Signed-off-by: Jaegeuk Kim <jaegeuk.kim@xxxxxxxxxxx>
---
 fs/f2fs/checkpoint.c |  23 ++++--
 fs/f2fs/data.c       |  24 ++----
 fs/f2fs/f2fs.h       |   4 +-
 fs/f2fs/gc.c         | 218
+++++++++++++++++----------------------------------
 fs/f2fs/gc.h         |   9 ---
 fs/f2fs/inode.c      |  16 +---
 fs/f2fs/segment.c    |   2 +-
 fs/f2fs/super.c      |   1 -
 8 files changed, 101 insertions(+), 196 deletions(-)

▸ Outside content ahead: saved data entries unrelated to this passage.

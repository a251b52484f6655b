//! Token validation for resource servers and introspection (RFC 7662).

use serde::Serialize;

use crate::credentials::ClientCredentials;
use crate::error::OAuthError;
use crate::grant::GrantEngine;
use crate::secret::hash_token;
use crate::token::{TokenInfo, TokenRejection};

/// Scope that lets a client introspect tokens issued to other clients
pub const INTROSPECTION_SCOPE: &str = "introspection";

#[derive(Debug, Clone, Default, PartialEq, Eq, Serialize)]
pub struct Introspection {
    pub active: bool,
    #[serde(skip_serializing_if = "Option::is_none")]
    pub scope: Option<String>,
    #[serde(skip_serializing_if = "Option::is_none")]
    pub client_id: Option<String>,
    #[serde(skip_serializing_if = "Option::is_none")]
    pub exp: Option<i64>,
    #[serde(skip_serializing_if = "Option::is_none")]
    pub iat: Option<i64>,
    #[serde(skip_serializing_if = "Option::is_none")]
    pub sub: Option<String>,
    #[serde(skip_serializing_if = "Option::is_none")]
    pub token_type: Option<String>,
}

impl Introspection {
    pub fn inactive() -> Self {
        Self::default()
    }
}

impl From<TokenInfo> for Introspection {
    fn from(info: TokenInfo) -> Self {
        Self {
            active: true,
            scope: Some(info.scopes.to_string()),
            client_id: Some(info.client_id),
            exp: Some(info.expires_at.timestamp()),
            iat: Some(info.issued_at.timestamp()),
            sub: info.owner_id,
            token_type: Some(info.kind.as_str().to_string()),
        }
    }
}

impl GrantEngine {
    /// Check a bearer access token against the store and the clock.
    ///
    /// A store failure is reported as [`TokenRejection::ServerError`], never
    /// as an invalid token.
    pub async fn validate(&self, token: &str) -> Result<TokenInfo, TokenRejection> {
        let stored = match self.store().get_access_token(&hash_token(token)).await {
            Ok(Some(stored)) => stored,
            Ok(None) => return Err(TokenRejection::Invalid),
            Err(e) => {
                tracing::error!("Token lookup failed during validation: {}", e);
                return Err(TokenRejection::ServerError);
            }
        };
        stored.check(self.now())
    }

    /// Describe an access or refresh token to an authenticated client.
    pub async fn introspect(
        &self,
        credentials: &ClientCredentials,
        token: &str,
    ) -> Result<Introspection, OAuthError> {
        let caller = self.authenticate_client(credentials).await?;
        let token_hash = hash_token(token);
        let now = self.now();

        let checked = match self.store().get_access_token(&token_hash).await? {
            Some(access) => access.check(now),
            None => match self.store().get_refresh_token(&token_hash).await? {
                Some(refresh) => refresh.check(now),
                None => Err(TokenRejection::Invalid),
            },
        };

        let info = match checked {
            Ok(info) => info,
            Err(rejection) => {
                tracing::debug!("Introspection by {}: {}", caller.client_id, rejection);
                return Ok(Introspection::inactive());
            }
        };

        let privileged = caller.allowed_scopes.contains(INTROSPECTION_SCOPE);
        if info.client_id != caller.client_id && !privileged {
            tracing::debug!(
                "Client {} may not introspect tokens of {}",
                caller.client_id,
                info.client_id
            );
            return Ok(Introspection::inactive());
        }

        Ok(info.into())
    }
}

diff --git a/fs/f2fs/checkpoint.c b/fs/f2fs/checkpoint.c
index 6ef36c3..81e04e4 100644
--- a/fs/f2fs/checkpoint.c
+++ b/fs/f2fs/checkpoint.c
@@ -546,14 +546,9 @@ retry:
 /*
  * Freeze all the FS-operations for checkpoint.
  */
-void block_operations(struct f2fs_sb_info *sbi)
+void block_data_writes(struct f2fs_sb_info *sbi)
 {
 	int t;
-	struct writeback_control wbc = {
-		.sync_mode = WB_SYNC_ALL,
-		.nr_to_write = LONG_MAX,
-		.for_reclaim = 0,
-	};
 
 	/* Stop renaming operation */
 	mutex_lock_op(sbi, RENAME);
@@ -572,8 +567,15 @@ retry_dents:
 	/* block all the operations */
 	for (t = DATA_NEW; t <= NODE_TRUNC; t++)
 		mutex_lock_op(sbi, t);
+}
 
-	mutex_lock(&sbi->write_inode);
+void block_node_writes(struct f2fs_sb_info *sbi)
+{
+	struct writeback_control wbc = {
+		.sync_mode = WB_SYNC_ALL,
+		.nr_to_write = LONG_MAX,
+		.for_reclaim = 0,
+	};
 
 	/*
 	 * POR: we should ensure that there is no dirty node pages
@@ -588,7 +590,12 @@ retry:
 		mutex_unlock_op(sbi, NODE_WRITE);
 		goto retry;
 	}
-	mutex_unlock(&sbi->write_inode);
+}
+
+void block_operations(struct f2fs_sb_info *sbi)
+{
+	block_data_writes(sbi);
+	block_node_writes(sbi);
 }
 
 static void unblock_operations(struct f2fs_sb_info *sbi)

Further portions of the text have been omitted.